Я внимательнее стал присматриваться к окружению Грюнвальда. У него было несколько помощников из бывших царских офицеров. Рядом с его кабинетом они устроили что-то вроде буфета со спиртными напитками. Здесь они напивались до бесчувствия. Пьяные, с мандатами за подписью Грюнвальда на аресты и обыски, они творили все что хотели. Кабинет Грюнвальда был превращен в кладовую, куда приносились изъятые при обысках ценности, и там их делили, по усмотрению самого "хозяина".
Все это стало возможным только потому, что Киев тогда, в сущности, был фронтовым городом. Все силы были брошены на борьбу против вражеского нашествия. Пользуясь этой напряженнейшей обстановкой, стремясь всячески ухудшить ее, грюнвальдская компания и творила свои черные дела.
Вскоре Особый отдел эвакуировался из Киева в Новозыбков, где был расположен штаб и Революционный военный совет 12-й армии. Там мне удалось собрать группу товарищей. Это были честные, надежные люди, в большинстве коммунисты, их возмущала преступная деятельность Грюнвальда и его сообщников.
Начали мы с экстренного собрания партийной ячейки особого отдела. Собрание прошло бурно. Один за другим выступали члены партии и рассказывали о беззакониях, творимых Грюнвальдом. Партийное собрание уже подходило к концу.
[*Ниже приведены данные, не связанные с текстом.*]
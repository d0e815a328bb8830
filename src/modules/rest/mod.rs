// Copyright © 2025 inboxsync.dev
// Licensed under InboxSync License Agreement v1.0
// Unauthorized copying, modification, or distribution is prohibited.

use crate::modules::common::log::Tracing;
use crate::modules::error::code::ErrorCode;
use crate::modules::error::handler::error_handler;
use crate::modules::error::InboxSyncResult;
use crate::modules::settings::cli::SETTINGS;
use crate::modules::utils::shutdown::shutdown_signal;
use crate::raise_error;

use poem::listener::TcpListener;
use poem::middleware::{CatchPanic, Cors};
use poem::{get, post, EndpointExt, Route, Server};
use status::get_status;
use std::time::Duration;
use sync::sync_mailbox;

pub mod status;
pub mod sync;

pub async fn start_http_server() -> InboxSyncResult<()> {
    let listener = TcpListener::bind((
        SETTINGS
            .inboxsync_bind_ip
            .clone()
            .unwrap_or("0.0.0.0".into()),
        SETTINGS.inboxsync_http_port as u16,
    ));

    let mut cors_origins = SETTINGS.inboxsync_cors_origins.clone();
    if cors_origins.is_empty() {
        cors_origins = ["*".to_string()].into_iter().collect();
    }

    let cors = Cors::new()
        .allow_origins(cors_origins)
        .allow_credentials(true)
        .allow_methods(vec!["GET", "POST", "OPTIONS"])
        .allow_headers(vec!["Content-Type", "Authorization"])
        .max_age(SETTINGS.inboxsync_cors_max_age);

    let route = Route::new()
        .at("/sync", post(sync_mailbox))
        .at("/status", get(get_status))
        .with(Tracing)
        .with(cors)
        .with(CatchPanic::new());

    let server = Server::new(listener)
        .name("InboxSync Service")
        .idle_timeout(Duration::from_secs(60))
        .run_with_graceful_shutdown(
            route.catch_all_error(error_handler),
            shutdown_signal(),
            Some(Duration::from_secs(5)),
        );
    println!(
        "InboxSync service is now running on port {}.",
        SETTINGS.inboxsync_http_port
    );
    server
        .await
        .map_err(|e| raise_error!(format!("{:#?}", e), ErrorCode::InternalError))
}
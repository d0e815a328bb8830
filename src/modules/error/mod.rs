// Copyright © 2025 inboxsync.dev
// Licensed under InboxSync License Agreement v1.0
// Unauthorized copying, modification, or distribution is prohibited.

use code::ErrorCode;
use poem::error::ResponseError;
use poem::http::StatusCode;
use poem::{Body, Response};
use serde::Serialize;
use snafu::{Location, Snafu};

pub mod code;
pub mod handler;

#[derive(Debug, Snafu)]
#[snafu(visibility(pub))]
pub enum InboxSyncError {
    #[snafu(display("{message}"))]
    Generic {
        message: String,
        #[snafu(implicit)]
        location: Location,
        code: ErrorCode,
    },
}

pub type InboxSyncResult<T, E = InboxSyncError> = std::result::Result<T, E>;

/// JSON body every failed request carries.
#[derive(Debug, Clone, Serialize)]
pub struct ErrorBody {
    pub error: String,
    pub details: String,
}

impl ErrorBody {
    pub fn new(error: &str, details: &str) -> Self {
        Self {
            error: error.into(),
            details: details.into(),
        }
    }

    pub fn into_response(self, status: StatusCode) -> Response {
        let body = Body::from_json(&self).unwrap_or_else(|_| Body::from_string(self.details));
        Response::builder()
            .status(status)
            .content_type("application/json")
            .body(body)
    }
}

impl ResponseError for InboxSyncError {
    fn status(&self) -> StatusCode {
        match self {
            InboxSyncError::Generic { code, .. } => code.status(),
        }
    }

    fn as_response(&self) -> Response
    where
        Self: std::error::Error + Send + Sync + 'static,
    {
        match self {
            InboxSyncError::Generic {
                message,
                location,
                code,
            } => {
                tracing::error!("request failed: [{:?}] {} at {}", code, message, location);
                ErrorBody::new(code.label(), message).into_response(code.status())
            }
        }
    }
}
Единогласно была принята резолюция: "Считать действия начальника ОО ВЧК Грюнвальда контрреволюционными. Поручить товарищу Фомину довести об этом решении партсобрания до сведения председателя ВЧК Ф. Э. Дзержинского". Коммунисты поочередно подходили к столу и ставили свои подписи под этим решением. Неожиданно в дверях появился комендант особого отдела с двумя вооруженными бойцами.
— Приказано всем разойтись!
— Как это понять? — наш секретарь парторганизации Светлов вскочил с места.
— Ничего не знаю. Начальник особого отдела дал приказ разогнать партийное собрание.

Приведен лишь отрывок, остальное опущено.